-- Data follows --

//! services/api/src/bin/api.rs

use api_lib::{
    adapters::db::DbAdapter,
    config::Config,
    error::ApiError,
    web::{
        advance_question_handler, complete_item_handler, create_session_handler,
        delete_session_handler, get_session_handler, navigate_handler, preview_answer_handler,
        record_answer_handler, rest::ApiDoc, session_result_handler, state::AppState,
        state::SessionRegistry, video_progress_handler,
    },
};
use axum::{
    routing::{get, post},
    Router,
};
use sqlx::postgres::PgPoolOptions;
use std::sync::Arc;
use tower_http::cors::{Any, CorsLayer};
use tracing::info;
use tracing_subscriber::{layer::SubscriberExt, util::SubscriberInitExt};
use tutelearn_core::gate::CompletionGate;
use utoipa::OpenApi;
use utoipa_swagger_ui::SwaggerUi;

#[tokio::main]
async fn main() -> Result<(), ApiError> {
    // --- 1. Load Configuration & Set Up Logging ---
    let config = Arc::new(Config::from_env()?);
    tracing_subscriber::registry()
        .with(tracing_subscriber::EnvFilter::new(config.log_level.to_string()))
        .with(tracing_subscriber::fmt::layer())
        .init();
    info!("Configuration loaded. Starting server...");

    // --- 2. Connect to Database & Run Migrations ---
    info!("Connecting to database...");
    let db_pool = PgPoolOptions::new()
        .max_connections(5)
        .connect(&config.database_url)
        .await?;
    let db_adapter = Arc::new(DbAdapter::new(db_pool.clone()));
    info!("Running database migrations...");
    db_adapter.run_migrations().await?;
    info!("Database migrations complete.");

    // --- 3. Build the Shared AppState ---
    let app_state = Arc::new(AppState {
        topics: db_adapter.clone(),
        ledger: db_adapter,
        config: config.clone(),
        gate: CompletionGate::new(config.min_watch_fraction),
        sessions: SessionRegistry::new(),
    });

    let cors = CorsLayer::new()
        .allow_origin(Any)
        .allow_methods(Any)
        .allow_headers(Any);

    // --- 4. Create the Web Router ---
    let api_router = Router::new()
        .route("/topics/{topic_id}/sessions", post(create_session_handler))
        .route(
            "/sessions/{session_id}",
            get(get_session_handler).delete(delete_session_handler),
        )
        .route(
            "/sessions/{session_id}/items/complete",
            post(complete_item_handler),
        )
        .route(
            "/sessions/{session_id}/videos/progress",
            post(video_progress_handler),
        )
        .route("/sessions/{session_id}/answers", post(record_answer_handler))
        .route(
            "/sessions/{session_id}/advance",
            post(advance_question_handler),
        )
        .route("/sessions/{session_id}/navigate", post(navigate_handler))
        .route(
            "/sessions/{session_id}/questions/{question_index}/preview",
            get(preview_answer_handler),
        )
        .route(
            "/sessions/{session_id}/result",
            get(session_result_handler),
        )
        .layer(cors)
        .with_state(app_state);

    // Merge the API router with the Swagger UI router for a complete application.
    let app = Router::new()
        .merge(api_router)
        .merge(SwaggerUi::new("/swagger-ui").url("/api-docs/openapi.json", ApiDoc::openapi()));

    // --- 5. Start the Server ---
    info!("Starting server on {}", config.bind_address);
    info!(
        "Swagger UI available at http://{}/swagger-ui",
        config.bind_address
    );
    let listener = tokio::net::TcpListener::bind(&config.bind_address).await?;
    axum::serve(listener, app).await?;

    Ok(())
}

-- Data concluded --

**Work to complete:** When you find a line in the records that contains the word "ApiError", copy it.

**Answer below:**
    error::ApiError,
async fn main() -> Result<(), ApiError> {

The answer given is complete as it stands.